Nothing but the lines from the one containing "message enum. Payloads" through the one containing "pub enum ValidatorMessage", both included, should be given again, each exactly as written below.

(Records from a collection)

┌──

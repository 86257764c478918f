//! Message catalog.
//!
//! Each actor owns one FIFO mailbox typed by its own message enum. Payloads
//! holding a [`Capture`] move it, pixel buffer included: the sender cannot
//! touch it afterwards.

use std::fmt;

use flume::Sender;

use crate::capture::Capture;
use crate::error::PipelineError;
use crate::render::{Size, ZoomState};
use crate::sensor::Orientation;

/// Render orchestrator mailbox
pub enum RenderMessage {
    /// Validator mailbox to send VALIDATION_REQUEST to
    ConnectValidator(Sender<ValidatorMessage>),
    OrientationChange(Orientation),
    Shutdown,
    ChangeCameraPlugin(String),
    ChangePreviewSize(Size),
    ChangePreviewPlugin(String),
    /// Preview-only snapshot, never analyzed
    ChangeCapture(Capture),
    ChangeZoom(ZoomState),
    /// Gated snapshot to read back and validate
    CaptureNextFrame(Capture),
    ValidationResult(Capture),
}

/// Validation actor mailbox
pub enum ValidatorMessage {
    ValidationRequest(Capture),
    Shutdown,
}

/// Actor kinds, for connection and error reporting
#[derive(Debug, Clone, Copy, PartialEq, Eq)]
pub enum ActorKind {
    Producer,
    Renderer,
    Validator,
}

/// Events surfaced to whoever hosts the pipeline
pub enum HostEvent {
    SystemError {
        source: ActorKind,
        error: PipelineError,
    },
    ConnectRenderer(Sender<RenderMessage>),
    ConnectValidator(Sender<ValidatorMessage>),
    /// Validated capture handed downstream. Return it with
    /// [`Pipeline::recycle`](super::Pipeline::recycle) once consumed.
    CaptureValidated(Capture),
    /// An actor left its message loop
    Stopped(ActorKind),
}

impl RenderMessage {
    pub fn name(&self) -> &'static str {
        match self {
            RenderMessage::ConnectValidator(_) => "SYSTEM_CONNECT_VALIDATOR",
            RenderMessage::OrientationChange(_) => "SYSTEM_ORIENTATION_CHANGE",
            RenderMessage::Shutdown => "SYSTEM_SHUTDOWN",
            RenderMessage::ChangeCameraPlugin(_) => "CHANGE_CAMERA_PLUGIN",
            RenderMessage::ChangePreviewSize(_) => "CHANGE_PREVIEW_SIZE",
            RenderMessage::ChangePreviewPlugin(_) => "CHANGE_PREVIEW_PLUGIN",
            RenderMessage::ChangeCapture(_) => "CHANGE_CAPTURE",
            RenderMessage::ChangeZoom(_) => "CHANGE_ZOOM",
            RenderMessage::CaptureNextFrame(_) => "CAPTURE_NEXT_FRAME",
            RenderMessage::ValidationResult(_) => "VALIDATION_RESULT",
        }
    }
}

impl fmt::Debug for RenderMessage {
    fn fmt(&self, f: &mut fmt::Formatter<'_>) -> fmt::Result {
        f.write_str(self.name())
    }
}

impl fmt::Debug for ValidatorMessage {
    fn fmt(&self, f: &mut fmt::Formatter<'_>) -> fmt::Result {
        match self {
            ValidatorMessage::ValidationRequest(c) => write!(f, "VALIDATION_REQUEST({:?})", c),
            ValidatorMessage::Shutdown => f.write_str("SYSTEM_SHUTDOWN"),
        }
    }
}

impl fmt::Debug for HostEvent {
    fn fmt(&self, f: &mut fmt::Formatter<'_>) -> fmt::Result {
        match self {
            HostEvent::SystemError { source, error } => {
                write!(f, "SYSTEM_ERROR({:?}: {})", source, error)
            }
            HostEvent::ConnectRenderer(_) => f.write_str("SYSTEM_CONNECT_RENDERER"),
            HostEvent::ConnectValidator(_) => f.write_str("SYSTEM_CONNECT_VALIDATOR"),
            HostEvent::CaptureValidated(c) => write!(f, "CAPTURE_VALIDATED({:?})", c),
            HostEvent::Stopped(kind) => write!(f, "STOPPED({:?})", kind),
        }
    }
}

└──

### SOLUTION FOR THIS EXERCISE
//! Each actor owns one FIFO mailbox typed by its own message enum. Payloads
//! holding a [`Capture`] move it, pixel buffer included: the sender cannot
//! touch it afterwards.

use std::fmt;

use flume::Sender;

use crate::capture::Capture;
use crate::error::PipelineError;
use crate::render::{Size, ZoomState};
use crate::sensor::Orientation;

/// Render orchestrator mailbox
pub enum RenderMessage {
    /// Validator mailbox to send VALIDATION_REQUEST to
    ConnectValidator(Sender<ValidatorMessage>),
    OrientationChange(Orientation),
    Shutdown,
    ChangeCameraPlugin(String),
    ChangePreviewSize(Size),
    ChangePreviewPlugin(String),
    /// Preview-only snapshot, never analyzed
    ChangeCapture(Capture),
    ChangeZoom(ZoomState),
    /// Gated snapshot to read back and validate
    CaptureNextFrame(Capture),
    ValidationResult(Capture),
}

/// Validation actor mailbox
pub enum ValidatorMessage {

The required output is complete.